When this happened in the past, the brunt was born by Asians in places like India and China. Now, with those economies expanding rapidly, the Arabs are simply being outbid and are the lowest on the food chain.{...}

Tourism, once a major source of income is severely curtailed after the reports on rapes and assaults of both locals and foreigners in places like Tahrir Square.The new Egyptian law that allows 'citizen's arrests' of foreigners is killing most of what's left.

The only part of the tourist trade that survives is sex tourism from the Arab world. That's not an attraction for westerners in view of the other risks involved in simply visiting a country that the World Economic Forum ranked lowest out of 140 countries for safety and security.Nor does it provide anything like the old revenues.

Egyptian cotton is being underbid on the world markets by countries in Central, South and East Asia, foreign investment is almost non-existent, and the gas Israel used to buy from Egypt is no longer in the picture because of sabotage of the pipeline and public outrage in Egypt against any trade at all with the Jews.
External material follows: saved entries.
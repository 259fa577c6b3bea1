//! Configuration Loader
//!
//! Loads [`AdminConfig`] from defaults, configuration files and environment
//! variables, in that order of increasing precedence.

use crate::config::AdminConfig;
use crate::error::{AdminError, Result};
use std::path::{Path, PathBuf};
use tracing::{debug, info, warn};

const CONFIG_FILE_NAMES: [&str; 3] = ["mosque-admin.json", "mosque-admin.yaml", "mosque-admin.yml"];
const CONFIG_DIR_NAME: &str = "mosque-admin";

/// Configuration loader that handles multiple sources with precedence
pub struct ConfigLoader {
    /// Base configuration
    base_config: AdminConfig,
    /// Configuration file paths to try in order
    config_paths: Vec<PathBuf>,
    /// Whether to load from environment variables
    load_from_env: bool,
    /// Whether to validate the final configuration
    validate: bool,
}

impl ConfigLoader {
    #[must_use]
    pub fn new() -> Self {
        Self {
            base_config: AdminConfig::default(),
            config_paths: Self::get_default_config_paths(),
            load_from_env: true,
            validate: true,
        }
    }

    #[must_use]
    pub fn with_base_config(mut self, config: AdminConfig) -> Self {
        self.base_config = config;
        self
    }

    #[must_use]
    pub fn add_config_path<P: AsRef<Path>>(mut self, path: P) -> Self {
        self.config_paths.push(path.as_ref().to_path_buf());
        self
    }

    /// Replace the configuration file paths
    #[must_use]
    pub fn with_config_paths<P: AsRef<Path>>(mut self, paths: Vec<P>) -> Self {
        self.config_paths = paths
            .into_iter()
            .map(|p| p.as_ref().to_path_buf())
            .collect();
        self
    }

    #[must_use]
    pub fn without_env_loading(mut self) -> Self {
        self.load_from_env = false;
        self
    }

    #[must_use]
    pub fn with_env_loading(mut self, enabled: bool) -> Self {
        self.load_from_env = enabled;
        self
    }

    #[must_use]
    pub fn with_validation(mut self, enabled: bool) -> Self {
        self.validate = enabled;
        self
    }

    /// Load configuration from all sources
    ///
    /// Unreadable or malformed files are skipped with a warning. An invalid
    /// environment variable is an error.
    ///
    /// # Errors
    /// Returns an error if an environment variable is malformed or the final
    /// configuration is invalid
    pub fn load(&self) -> Result<AdminConfig> {
        let mut config = self.base_config.clone();
        info!("Starting configuration loading process");

        for path in &self.config_paths {
            if !path.exists() {
                debug!("Configuration file not found: {}", path.display());
                continue;
            }
            debug!("Loading configuration from file: {}", path.display());
            match AdminConfig::from_file(path) {
                Ok(file_config) => {
                    config.merge_with(&file_config);
                    info!("Successfully loaded configuration from: {}", path.display());
                }
                Err(e) => {
                    warn!(
                        "Failed to load configuration from {}: {}",
                        path.display(),
                        e
                    );
                }
            }
        }

        if self.load_from_env {
            debug!("Loading configuration from environment variables");
            config.apply_env_overrides()?;
        }

        if self.validate {
            debug!("Validating final configuration");
            config.validate()?;
        }

        info!("Configuration loading completed successfully");
        Ok(config)
    }

    /// Default configuration file paths, lowest precedence first
    #[must_use]
    pub fn get_default_config_paths() -> Vec<PathBuf> {
        let system_dir = Self::get_system_config_dir();
        let user_dir = Self::get_user_config_dir();

        let mut paths = Vec::with_capacity(CONFIG_FILE_NAMES.len() * 3);
        paths.extend(CONFIG_FILE_NAMES.iter().map(|name| system_dir.join(name)));
        paths.extend(CONFIG_FILE_NAMES.iter().map(|name| user_dir.join(name)));
        paths.extend(CONFIG_FILE_NAMES.iter().map(PathBuf::from));
        paths
    }

    #[must_use]
    pub fn get_user_config_dir() -> PathBuf {
        if let Ok(home) = std::env::var("HOME") {
            PathBuf::from(home).join(".config").join(CONFIG_DIR_NAME)
        } else if let Ok(userprofile) = std::env::var("USERPROFILE") {
            PathBuf::from(userprofile)
                .join("AppData")
                .join("Roaming")
                .join(CONFIG_DIR_NAME)
        } else {
            PathBuf::from("~/.config").join(CONFIG_DIR_NAME)
        }
    }

    #[must_use]
    pub fn get_system_config_dir() -> PathBuf {
        if cfg!(target_os = "macos") {
            PathBuf::from("/Library/Application Support").join(CONFIG_DIR_NAME)
        } else if cfg!(target_os = "windows") {
            PathBuf::from("C:\\ProgramData").join(CONFIG_DIR_NAME)
        } else {
            PathBuf::from("/etc").join(CONFIG_DIR_NAME)
        }
    }

    /// Write the default configuration as a sample file
    ///
    /// # Arguments
    /// * `path` - Path to create the sample configuration file
    /// * `format` - Format to use ("json" or "yaml")
    ///
    /// # Errors
    /// Returns an error if the directory or file cannot be created
    pub fn create_sample_config<P: AsRef<Path>>(path: P, format: &str) -> Result<()> {
        let path = path.as_ref();
        if let Some(parent) = path.parent().filter(|p| !p.as_os_str().is_empty()) {
            std::fs::create_dir_all(parent).map_err(|e| {
                AdminError::Io(std::io::Error::other(format!(
                    "Failed to create config directory {}: {e}",
                    parent.display()
                )))
            })?;
        }
        AdminConfig::default().to_file(path, format)?;
        info!("Created sample configuration file: {}", path.display());
        Ok(())
    }
}

impl Default for ConfigLoader {
    fn default() -> Self {
        Self::new()
    }
}

/// Load configuration from the default locations and the environment
///
/// # Errors
/// Returns an error if configuration cannot be loaded
pub fn load_config() -> Result<AdminConfig> {
    ConfigLoader::new().load()
}

/// Load configuration with custom paths
///
/// # Errors
/// Returns an error if configuration cannot be loaded
pub fn load_config_with_paths<P: AsRef<Path>>(config_paths: Vec<P>) -> Result<AdminConfig> {
    ConfigLoader::new().with_config_paths(config_paths).load()
}

/// Load configuration from environment variables only
///
/// # Errors
/// Returns an error if configuration cannot be loaded
pub fn load_config_from_env() -> Result<AdminConfig> {
    ConfigLoader::new()
        .with_config_paths::<PathBuf>(vec![])
        .load()
}

#[cfg(test)]
mod tests {
    use super::*;
    use serial_test::serial;
    use tempfile::TempDir;

    #[test]
    fn test_config_loader_default() {
        let loader = ConfigLoader::new();
        assert!(loader.load_from_env);
        assert!(loader.validate);
        assert_eq!(loader.config_paths.len(), 9);
    }

    #[test]
    fn test_default_paths_end_with_working_directory() {
        let paths = ConfigLoader::get_default_config_paths();
        assert_eq!(paths.last(), Some(&PathBuf::from("mosque-admin.yml")));
        assert!(paths[0].starts_with(ConfigLoader::get_system_config_dir()));
    }

    #[test]
    fn test_config_dirs_are_named_after_the_app() {
        assert!(ConfigLoader::get_user_config_dir().ends_with("mosque-admin"));
        assert!(ConfigLoader::get_system_config_dir().ends_with("mosque-admin"));
    }

    #[test]
    fn test_base_config_without_env() {
        let mut base = AdminConfig::default();
        base.mosque.mosque_name = Some("Test Mosque".to_string());

        let config = ConfigLoader::new()
            .with_base_config(base)
            .with_config_paths::<PathBuf>(vec![])
            .without_env_loading()
            .load()
            .unwrap();
        assert_eq!(config.mosque.mosque_name.as_deref(), Some("Test Mosque"));
    }

    #[test]
    fn test_later_files_override_earlier_ones() {
        let temp_dir = TempDir::new().unwrap();
        let first = temp_dir.path().join("first.json");
        let second = temp_dir.path().join("second.yaml");

        let mut a = AdminConfig::default();
        a.cache.max_capacity = 10;
        a.observability.log_level = "debug".to_string();
        a.to_file(&first, "json").unwrap();

        let mut b = AdminConfig::default();
        b.cache.max_capacity = 20;
        b.to_file(&second, "yaml").unwrap();

        let config = ConfigLoader::new()
            .with_config_paths(vec![&first, &second])
            .without_env_loading()
            .load()
            .unwrap();
        assert_eq!(config.cache.max_capacity, 20);
        assert_eq!(config.observability.log_level, "debug");
    }

    #[test]
    fn test_malformed_file_is_skipped() {
        let temp_dir = TempDir::new().unwrap();
        let broken = temp_dir.path().join("broken.json");
        std::fs::write(&broken, "{ not json").unwrap();

        let config = ConfigLoader::new()
            .with_config_paths(vec![&broken])
            .without_env_loading()
            .load()
            .unwrap();
        assert_eq!(config, AdminConfig::default());
    }

    #[test]
    fn test_validation_can_be_disabled() {
        let mut base = AdminConfig::default();
        base.cache.max_capacity = 0;

        let loader = ConfigLoader::new()
            .with_base_config(base)
            .with_config_paths::<PathBuf>(vec![])
            .without_env_loading();
        assert!(loader.load().is_err());
        assert!(loader.with_validation(false).load().is_ok());
    }

    #[test]
    #[serial]
    fn test_env_takes_precedence_over_files() {
        let temp_dir = TempDir::new().unwrap();
        let file = temp_dir.path().join("mosque-admin.json");
        let mut file_config = AdminConfig::default();
        file_config.observability.log_level = "debug".to_string();
        file_config.to_file(&file, "json").unwrap();

        std::env::set_var("MOSQUE_ADMIN_LOG_LEVEL", "warn");
        let config = load_config_with_paths(vec![&file]);
        std::env::remove_var("MOSQUE_ADMIN_LOG_LEVEL");

        assert_eq!(config.unwrap().observability.log_level, "warn");
    }

    #[test]
    #[serial]
    fn test_load_config_from_env() {
        std::env::set_var("MOSQUE_ADMIN_MOSQUE_NAME", "Env Mosque");
        let config = load_config_from_env();
        std::env::remove_var("MOSQUE_ADMIN_MOSQUE_NAME");

        assert_eq!(
            config.unwrap().mosque.mosque_name.as_deref(),
            Some("Env Mosque")
        );
    }

    #[test]
    fn test_create_sample_config() {
        let temp_dir = TempDir::new().unwrap();
        let json_file = temp_dir.path().join("nested").join("sample.json");
        let yaml_file = temp_dir.path().join("sample.yaml");

        ConfigLoader::create_sample_config(&json_file, "json").unwrap();
        ConfigLoader::create_sample_config(&yaml_file, "yaml").unwrap();

        assert_eq!(
            AdminConfig::from_file(&json_file).unwrap(),
            AdminConfig::default()
        );
        assert!(yaml_file.exists());
    }
}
Foreign aid and the fees Egypt gets from use of the Suez Canal aren't enough to make the nut.

The Islamist government had been basing its hopes on a desperately needed International Monetary Fund (IMF)loan, which would allow the Muslim Brotherhood government to pay subsidies again and give it some breathing space to get from point A to point B. Unfortunately, the IMF has other fish to fry at the moment, and is insisting on austerity cuts including cuts in the subsidies. At a time when EU countries are chafing under austerity cuts, it's politically difficult for the IMF to do anything else. And if Egypt agrees to that, they'll be facing massive civil disorder, as well as a major loss in credibility.

The Egyptian pound is in worse straits than the Iranian Rial, and no one wants it. It  has lost 60% of its 2012 exchange value against the dollar, and Egypt's supply of foreign currency is down to about three months.

Egypt, once one of the richest countries in the world agriculturally is now the world's largest importer of whea,t which accounts for an estimated $32 billion trade deficit.
The price of fava beans has skyrocketed 40% this year. The average Egyptian lives on government subsidized bread, sugar and oil. And those subsidies are in jeopardy.

The Egyptian government is expected to be short by as much as 4 million tons of wheat imports this year. Essentially they've slashed orders because they simply don't have the hard currency needed to purchase them, and instead are overestimating the coming crop.

Last week, Libya and Qatar announced that they might be prepared to lend the Egyptian Muslim Brotherhood government around $5 billion. Unfortunately, Egypt already owes that amount to the foreign companies that produce its oil and gas, and the amount it owes already for oil and wheat imports almost certainly exceeds its cash reserves. Egypt is not a major player in gas or oil, and its doubtful production will continue unless the arrears are paid up.

Even if Libya and Qatar actually produced the money(especially doubtful in Libya's case)the money would probably only cover a month or two.

Another problem in Egypt is capital flight. Anyone who actually has any money is spiriting it out of the country, usually to the EU or the Emirates.

The Morsi government likely has about three months, tops before the country goes bankrupt. What they're likely doing is playing for time to try and get better terms from th eIMF and their creditors.

The Obama Administration's contribution to all this was $1 billion in debt forgiveness, and about $3 billion in military aid to Egypt over the last year and half in spite of congress' objections and a formal hold.Oh yes, and a shipment of 140,000 teargas canisters to help the Islamist government retain power when the inevitable protests start.

President Obama has a vested interest in seeing the Muslim Brotherhood regime he helped take power stay in power.Where that ends is anyone's guess.